Streaming Autoscaling

Streaming pipelines do not have a finite dataset size, so they scale based on latency and backlog:

  • System Lag: The time (in seconds) that data is waiting to be processed. High system lag triggers scale-ups.
  • Queue backlog: The volume of pending messages in the source queue (e.g. unacknowledged messages in GCP Pub/Sub or offset lag in Kafka).
  • CPU Utilization: If average worker CPU utilization exceeds 80%, Dataflow scales up. If CPU usage drops below 20%, it scales down.

2. Tuning Autoscaling Options

You configure autoscaling boundaries using execution options. Here is a command example showing how to set maximum worker VM boundaries when running a Python pipeline on Google Cloud Dataflow:

bash
python pipeline.py \
  --runner=DataflowRunner \
  --project=my-gcp-project \
  --region=us-central1 \
  --autoscaling_algorithm=THROUGHPUT_BASED \
  --num_workers=2 \
  --max_num_workers=20 \
  --worker_machine_type=n1-standard-4 \
  --temp_location=gs://my-bucket/temp

3. Optimizing Autoscaling Performance

  • [ ] Enable Streaming Engine: Worker-based streaming pipelines must store state on local VM persistent disks, making scale-down operations slow because state files must be copied between nodes.
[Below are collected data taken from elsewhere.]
//! Configuration file handling
//!
//! Supports JSON and TOML files, picked by extension. A configuration is
//! validated after every load and before every save.
//!
//! ```toml
//! name = "iZZi ERV 300"
//! extract_correction = 10
//! bypass_mode = "auto"
//! bypass_temp = 23
//! role = "master"
//!
//! [connection]
//! type = "tcp"
//! host = "192.168.1.40"
//! port = 8234
//! ```

use crate::error::{ConfigError, Result, SettingsError};
use izzifast_core::{BypassMode, Role};
use serde::{Deserialize, Serialize};
use std::path::{Path, PathBuf};

/// Default TCP port of the serial-to-Ethernet bridge
pub const DEFAULT_PORT: u16 = 8234;
/// Default display name of the unit
pub const DEFAULT_NAME: &str = "iZZi ERV 300";
/// Default bypass temperature (°C)
pub const DEFAULT_BYPASS_TEMP: i32 = 23;

/// Accepted extract correction window (%)
pub const EXTRACT_CORRECTION_RANGE: std::ops::RangeInclusive<i32> = -20..=20;
/// Accepted configured bypass temperature window (°C)
pub const BYPASS_TEMP_RANGE: std::ops::RangeInclusive<i32> = 17..=24;

/// Connection protocol type
#[derive(Debug, Clone, Copy, PartialEq, Eq, Serialize, Deserialize)]
#[serde(rename_all = "lowercase")]
pub enum ConnectionType {
    /// TCP bridge
    Tcp,
    /// Local serial device
    Serial,
}

impl std::fmt::Display for ConnectionType {
    fn fmt(&self, f: &mut std::fmt::Formatter<'_>) -> std::fmt::Result {
        match self {
            ConnectionType::Tcp => write!(f, "tcp"),
            ConnectionType::Serial => write!(f, "serial"),
        }
    }
}

/// Where the unit's bus is reachable
#[derive(Debug, Clone, PartialEq, Eq, Serialize, Deserialize)]
pub struct ConnectionSettings {
    #[serde(rename = "type")]
    pub connection_type: ConnectionType,
    /// Bridge host, required for TCP
    #[serde(default, skip_serializing_if = "Option::is_none")]
    pub host: Option<String>,
    #[serde(default = "default_port")]
    pub port: u16,
    /// Device path, required for serial
    #[serde(default, skip_serializing_if = "Option::is_none")]
    pub device: Option<String>,
}

impl ConnectionSettings {
    pub fn tcp(host: impl Into<String>, port: u16) -> Self {
        Self {
            connection_type: ConnectionType::Tcp,
            host: Some(host.into()),
            port,
            device: None,
        }
    }

    pub fn serial(device: impl Into<String>) -> Self {
        Self {
            connection_type: ConnectionType::Serial,
            host: None,
            port: DEFAULT_PORT,
            device: Some(device.into()),
        }
    }
}

impl Default for ConnectionSettings {
    fn default() -> Self {
        Self::tcp("localhost", DEFAULT_PORT)
    }
}

/// Complete izzifast configuration
#[derive(Debug, Clone, PartialEq, Eq, Serialize, Deserialize)]
pub struct Config {
    /// Display name of the unit
    #[serde(default = "default_name")]
    pub name: String,
    /// Percentage taken off one fan to balance the airflow
    ///
    /// Positive values slow the supply fan. Negative values raise the extract
    /// fan by the same share.
    #[serde(default)]
    pub extract_correction: i32,
    /// Bypass mode applied on startup
    #[serde(default)]
    pub bypass_mode: BypassMode,
    /// Bypass temperature applied on startup (°C)
    #[serde(default = "default_bypass_temp")]
    pub bypass_temp: i32,
    /// Whether this controller drives the bus or only listens
    #[serde(default)]
    pub role: Role,
    pub connection: ConnectionSettings,
}

fn default_port() -> u16 {
    DEFAULT_PORT
}

fn default_name() -> String {
    DEFAULT_NAME.to_string()
}

fn default_bypass_temp() -> i32 {
    DEFAULT_BYPASS_TEMP
}

impl Default for Config {
    fn default() -> Self {
        Self {
            name: default_name(),
            extract_correction: 0,
            bypass_mode: BypassMode::default(),
            bypass_temp: DEFAULT_BYPASS_TEMP,
            role: Role::default(),
            connection: ConnectionSettings::default(),
        }
    }
}

/// File formats a configuration can be stored in
#[derive(Debug, Clone, Copy, PartialEq, Eq)]
enum Format {
    Json,
    Toml,
}

impl Format {
    fn from_path(path: &Path) -> Result<Self> {
        match path.extension().and_then(|ext| ext.to_str()) {
            Some("json") => Ok(Format::Json),
            Some("toml") => Ok(Format::Toml),
            _ => Err(ConfigError::UnsupportedFormat(format!(
                "{} (expected .json or .toml)",
                path.display()
            ))
            .into()),
        }
    }
}

impl Config {
    /// Create new config with defaults
    pub fn new() -> Self {
        Self::default()
    }

    /// Platform config location: `<config dir>/izzifast/config.toml`
    pub fn default_path() -> Result<PathBuf> {
        dirs::config_dir()
            .map(|dir| dir.join("izzifast").join("config.toml"))
            .ok_or_else(|| {
                SettingsError::ConfigDirectory("no configuration directory on this platform".into())
            })
    }

    /// Load config from file (JSON or TOML)
    pub fn load_from_file(path: &Path) -> Result<Self> {
        let format = Format::from_path(path)?;
        let content = std::fs::read_to_string(path).map_err(|e| SettingsError::LoadError {
            path: path.display().to_string(),
            reason: e.to_string(),
        })?;

        let config: Self = match format {
            Format::Json => serde_json::from_str(&content)?,
            Format::Toml => toml::from_str(&content)?,
        };

        config.validate()?;
        tracing::debug!("Loaded configuration from {}", path.display());
        Ok(config)
    }

    /// Save config to file (JSON or TOML)
    ///
    /// Missing parent directories are created.
    pub fn save_to_file(&self, path: &Path) -> Result<()> {
        self.validate()?;

        let content = match Format::from_path(path)? {
            Format::Json => serde_json::to_string_pretty(self)?,
            Format::Toml => toml::to_string_pretty(self)?,
        };

        if let Some(parent) = path.parent().filter(|p| !p.as_os_str().is_empty()) {
            std::fs::create_dir_all(parent)?;
        }

        std::fs::write(path, content).map_err(|e| SettingsError::SaveError {
            path: path.display().to_string(),
            reason: e.to_string(),
        })?;

        Ok(())
    }

    /// Validate configuration
    pub fn validate(&self) -> std::result::Result<(), ConfigError> {
        match self.connection.connection_type {
            ConnectionType::Tcp => {
                if is_blank(&self.connection.host) {
                    return Err(ConfigError::MissingKey("connection.host".to_string()));
                }
                if self.connection.port == 0 {
                    return Err(ConfigError::ValueOutOfRange {
                        key: "connection.port".to_string(),
                        value: "0".to_string(),
                    });
                }
            }
            ConnectionType::Serial => {
                if is_blank(&self.connection.device) {
                    return Err(ConfigError::MissingKey("connection.device".to_string()));
                }
            }
        }

        if self.name.trim().is_empty() {
            return Err(ConfigError::MissingKey("name".to_string()));
        }

        if !EXTRACT_CORRECTION_RANGE.contains(&self.extract_correction) {
            return Err(ConfigError::ValueOutOfRange {
                key: "extract_correction".to_string(),
                value: self.extract_correction.to_string(),
            });
        }

        if !BYPASS_TEMP_RANGE.contains(&self.bypass_temp) {
            return Err(ConfigError::ValueOutOfRange {
                key: "bypass_temp".to_string(),
                value: self.bypass_temp.to_string(),
            });
        }

        Ok(())
    }
}

fn is_blank(value: &Option<String>) -> bool {
    value.as_deref().map_or(true, |v| v.trim().is_empty())
}
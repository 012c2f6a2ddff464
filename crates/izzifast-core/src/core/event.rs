//! Event system for host subscribers
//!
//! Provides:
//! - The change event republished to hosts
//! - A broadcast dispatcher that never blocks the publisher

use crate::data::{SensorId, SensorValue};
use tokio::sync::broadcast;

/// A published value change
#[derive(Debug, Clone, Copy, PartialEq, Eq)]
pub struct SensorEvent {
    /// Which value changed
    pub id: SensorId,
    /// The new value
    pub value: SensorValue,
}

impl std::fmt::Display for SensorEvent {
    fn fmt(&self, f: &mut std::fmt::Formatter<'_>) -> std::fmt::Result {
        write!(f, "{} = {}", self.id, self.value)
    }
}

/// Event dispatcher for publishing events to subscribers
#[derive(Clone)]
pub struct EventDispatcher {
    /// Broadcast sender channel for change events.
    tx: broadcast::Sender<SensorEvent>,
}

impl EventDispatcher {
    /// Create a new event dispatcher
    ///
    /// # Arguments
    /// * `buffer_size` - Size of the broadcast buffer (default 100)
    pub fn new(buffer_size: usize) -> Self {
        let (tx, _) = broadcast::channel(buffer_size);
        Self { tx }
    }

    /// Create a new event dispatcher with default buffer size
    pub fn default_with_buffer() -> Self {
        Self::new(100)
    }

    /// Subscribe to events
    pub fn subscribe(&self) -> broadcast::Receiver<SensorEvent> {
        self.tx.subscribe()
    }

    /// Publish an event to all subscribers
    ///
    /// Returns the number of receivers; zero when nobody is subscribed.
    pub fn publish(&self, event: SensorEvent) -> usize {
        self.tx.send(event).unwrap_or(0)
    }

    /// Get number of active subscribers
    pub fn subscriber_count(&self) -> usize {
        self.tx.receiver_count()
    }
}

impl Default for EventDispatcher {
    fn default() -> Self {
        Self::default_with_buffer()
    }
}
Streaming Engine stores state in a cloud service layer, allowing workers to scale down instantly.
  • [ ] Avoid Blocking UDFs: If your Python DoFn contains blocking network requests (e.g. calling an external API sequentially), the worker will spend CPU cycles waiting on network responses. Since the CPU usage remains low, Dataflow will not scale up even though System Lag is increasing! Always use connection pools and batch requests.
  • [ ] Define Reasonable max_num_workers Limits: Set maximum worker limits carefully to prevent runaway resource costs in the event of upstream database loops or massive telemetry backfills.